### TASK GOAL
Extract all data as written.

### MATERIAL PROVIDED
....
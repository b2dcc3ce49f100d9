use anyhow::Result;
pub use log::LevelFilter;

/// Logs to the terminal and to `{name}.log` in the working directory.
/// Records whose target contains any of `ignore` are dropped.
pub fn init(name: &str, level: LevelFilter, ignore: &[&'static str]) -> Result<()> {
	use simplelog::*;
	let log_path = {
		let mut path = std::env::current_dir()?;
		path.push(format!("{}.log", name));
		path
	};
	let file = std::fs::OpenOptions::new()
		.create(true)
		.write(true)
		.truncate(true)
		.open(&log_path)?;
	let cfg = {
		let mut builder = ConfigBuilder::new();
		builder
			.set_time_format_custom(format_description!("[hour]:[minute]:[second]"))
			// [ERROR]
			// [ WARN]
			// [ INFO]
			// [DEBUG]
			.set_level_padding(LevelPadding::Left)
			.set_target_level(LevelFilter::Error)
			.set_location_level(LevelFilter::Off);
		for str in ignore.iter() {
			builder.add_filter_ignore_str(str);
		}
		builder.build()
	};
	CombinedLogger::init(vec![
		TermLogger::new(level, cfg.clone(), TerminalMode::Mixed, ColorChoice::Auto),
		WriteLogger::new(level, cfg, file),
	])?;
	log::info!("Writing log to {}", log_path.display());
	Ok(())
}
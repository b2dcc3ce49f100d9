#[cfg(not(target_arch = "wasm32"))]
pub mod console;
#[cfg(target_arch = "wasm32")]
pub mod wasm;
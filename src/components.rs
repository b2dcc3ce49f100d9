mod media_query;
pub use media_query::*;
pub mod mobile;
use anyhow::Result;
pub use log::Level;

/// Routes `log` records to the browser console and panics to `console.error`.
pub fn init(level: Level) -> Result<()> {
	console_error_panic_hook::set_once();
	console_log::init_with_level(level)?;
	log::debug!("Logging to browser console at {level}");
	Ok(())
}
use yew::Callback;

mod watch;
pub use watch::*;

#[cfg(test)]
pub(crate) mod fake;

/// A host facility which can evaluate media queries against the live viewport
/// and notify when their match state changes.
pub trait MatchMedia {
	/// Held for as long as change notifications should be delivered.
	/// Dropping it must stop notifications.
	type Subscription;

	/// The current match state of `query`, or `None` if the facility is unavailable.
	fn evaluate(&self, query: &str) -> Option<bool>;

	fn subscribe(&self, query: &str, on_change: Callback<bool>) -> Option<Self::Subscription>;

	fn unsubscribe(&self, subscription: Self::Subscription) {
		drop(subscription);
	}
}

/// The browser's `window.matchMedia`.
///
/// Outside of a browser window (web workers, non-wasm targets) this behaves like [`Headless`].
#[derive(Clone, Copy, Debug, Default, PartialEq)]
pub struct Window;

impl Window {
	fn media_query_list(query: &str) -> Option<web_sys::MediaQueryList> {
		#[cfg(target_arch = "wasm32")]
		{
			let window = web_sys::window()?;
			match window.match_media(query) {
				Ok(list) => list,
				Err(err) => {
					log::warn!("Failed to evaluate media query {query:?}: {err:?}");
					None
				}
			}
		}
		#[cfg(not(target_arch = "wasm32"))]
		{
			let _ = query;
			None
		}
	}
}

impl MatchMedia for Window {
	type Subscription = gloo_events::EventListener;

	fn evaluate(&self, query: &str) -> Option<bool> {
		Self::media_query_list(query).map(|list| list.matches())
	}

	fn subscribe(&self, query: &str, on_change: Callback<bool>) -> Option<Self::Subscription> {
		use wasm_bindgen::JsCast;
		let list = Self::media_query_list(query)?;
		Some(gloo_events::EventListener::new(&list, "change", move |event| {
			let Some(event) = event.dyn_ref::<web_sys::MediaQueryListEvent>() else {
				return;
			};
			on_change.emit(event.matches());
		}))
	}
}

/// A host without any media facility, e.g. server-side or test rendering.
/// Nothing ever matches and nothing is ever subscribed.
#[derive(Clone, Copy, Debug, Default, PartialEq)]
pub struct Headless;

impl MatchMedia for Headless {
	type Subscription = ();

	fn evaluate(&self, _query: &str) -> Option<bool> {
		None
	}

	fn subscribe(&self, _query: &str, _on_change: Callback<bool>) -> Option<Self::Subscription> {
		None
	}
}

#[cfg(test)]
mod test {
	use super::*;

	#[test]
	fn headless_never_matches() {
		assert_eq!(Headless.evaluate("(min-width: 0px)"), None);
		assert!(Headless.subscribe("(min-width: 0px)", Callback::noop()).is_none());
	}

	#[test]
	fn window_without_browser() {
		assert_eq!(Window.evaluate("(min-width: 640px)"), None);
		assert!(Window.subscribe("(min-width: 640px)", Callback::noop()).is_none());
	}
}
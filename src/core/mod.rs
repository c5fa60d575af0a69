//! Core module - command grammar and dispatch.
//!
//! This module sits between the chat transport and the stack rules:
//! - Stack command parsing
//! - Dispatch to the queue service and reply formatting

pub mod commands;
pub mod dispatch;

pub use commands::{parse_command, StackCommand};
pub use dispatch::{Dispatcher, Invocation};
....
### SOLVED PROBLEM
repository b2dcc3ce49f100d9
use anyhow::Result;
pub use log::LevelFilter;

/// Logs to the terminal and to `{name}.log` in the working directory.
/// Records whose target contains any of `ignore` are dropped.
pub fn init(name: &str, level: LevelFilter, ignore: &[&'static str]) -> Result<()> {
	use simplelog::*;
	let log_path = {
		let mut path = std::env::current_dir()?;
		path.push(format!("{}.log", name));
		path
	};
	let file = std::fs::OpenOptions::new()
		.create(true)
		.write(true)
		.truncate(true)
		.open(&log_path)?;
	let cfg = {
		let mut builder = ConfigBuilder::new();
		builder
			.set_time_format_custom(format_description!("[hour]:[minute]:[second]"))
			// [ERROR]
			// [ WARN]
			// [ INFO]
			// [DEBUG]
			.set_level_padding(LevelPadding::Left)
			.set_target_level(LevelFilter::Error)
			.set_location_level(LevelFilter::Off);
		for str in ignore.iter() {
			builder.add_filter_ignore_str(str);
		}
		builder.build()
	};
	CombinedLogger::init(vec![
		TermLogger::new(level, cfg.clone(), TerminalMode::Mixed, ColorChoice::Auto),
		WriteLogger::new(level, cfg, file),
	])?;
	log::info!("Writing log to {}", log_path.display());
	Ok(())
}
repository b2dcc3ce49f100d9
#[cfg(not(target_arch = "wasm32"))]
pub mod console;
#[cfg(target_arch = "wasm32")]
pub mod wasm;
filename src/components.rs
repository b2dcc3ce49f100d9
mod media_query;
pub use media_query::*;
pub mod mobile;
use anyhow::Result;
pub use log::Level;

/// Routes `log` records to the browser console and panics to `console.error`.
pub fn init(level: Level) -> Result<()> {
	console_error_panic_hook::set_once();
	console_log::init_with_level(level)?;
	log::debug!("Logging to browser console at {level}");
	Ok(())
}
use yew::Callback;

mod watch;
pub use watch::*;

#[cfg(test)]
pub(crate) mod fake;

/// A host facility which can evaluate media queries against the live viewport
/// and notify when their match state changes.
pub trait MatchMedia {
	/// Held for as long as change notifications should be delivered.
	/// Dropping it must stop notifications.
	type Subscription;

	/// The current match state of `query`, or `None` if the facility is unavailable.
	fn evaluate(&self, query: &str) -> Option<bool>;

	fn subscribe(&self, query: &str, on_change: Callback<bool>) -> Option<Self::Subscription>;

	fn unsubscribe(&self, subscription: Self::Subscription) {
		drop(subscription);
	}
}

/// The browser's `window.matchMedia`.
///
/// Outside of a browser window (web workers, non-wasm targets) this behaves like [`Headless`].
#[derive(Clone, Copy, Debug, Default, PartialEq)]
pub struct Window;

impl Window {
	fn media_query_list(query: &str) -> Option<web_sys::MediaQueryList> {
		#[cfg(target_arch = "wasm32")]
		{
			let window = web_sys::window()?;
			match window.match_media(query) {
				Ok(list) => list,
				Err(err) => {
					log::warn!("Failed to evaluate media query {query:?}: {err:?}");
					None
				}
			}
		}
		#[cfg(not(target_arch = "wasm32"))]
		{
			let _ = query;
			None
		}
	}
}

impl MatchMedia for Window {
	type Subscription = gloo_events::EventListener;

	fn evaluate(&self, query: &str) -> Option<bool> {
		Self::media_query_list(query).map(|list| list.matches())
	}

	fn subscribe(&self, query: &str, on_change: Callback<bool>) -> Option<Self::Subscription> {
		use wasm_bindgen::JsCast;
		let list = Self::media_query_list(query)?;
		Some(gloo_events::EventListener::new(&list, "change", move |event| {
			let Some(event) = event.dyn_ref::<web_sys::MediaQueryListEvent>() else {
				return;
			};
			on_change.emit(event.matches());
		}))
	}
}

/// A host without any media facility, e.g. server-side or test rendering.
/// Nothing ever matches and nothing is ever subscribed.
#[derive(Clone, Copy, Debug, Default, PartialEq)]
pub struct Headless;

impl MatchMedia for Headless {
	type Subscription = ();

	fn evaluate(&self, _query: &str) -> Option<bool> {
		None
	}

	fn subscribe(&self, _query: &str, _on_change: Callback<bool>) -> Option<Self::Subscription> {
		None
	}
}

#[cfg(test)]
mod test {
	use super::*;

	#[test]
	fn headless_never_matches() {
		assert_eq!(Headless.evaluate("(min-width: 0px)"), None);
		assert!(Headless.subscribe("(min-width: 0px)", Callback::noop()).is_none());
	}

	#[test]
	fn window_without_browser() {
		assert_eq!(Window.evaluate("(min-width: 640px)"), None);
		assert!(Window.subscribe("(min-width: 640px)", Callback::noop()).is_none());
	}
}
filename src/core/mod.rs
repository c5fa60d575af0a69
//! Core module - command grammar and dispatch.
//!
//! This module sits between the chat transport and the stack rules:
//! - Stack command parsing
//! - Dispatch to the queue service and reply formatting

pub mod commands;
pub mod dispatch;

pub use commands::{parse_command, StackCommand};
pub use dispatch::{Dispatcher, Invocation};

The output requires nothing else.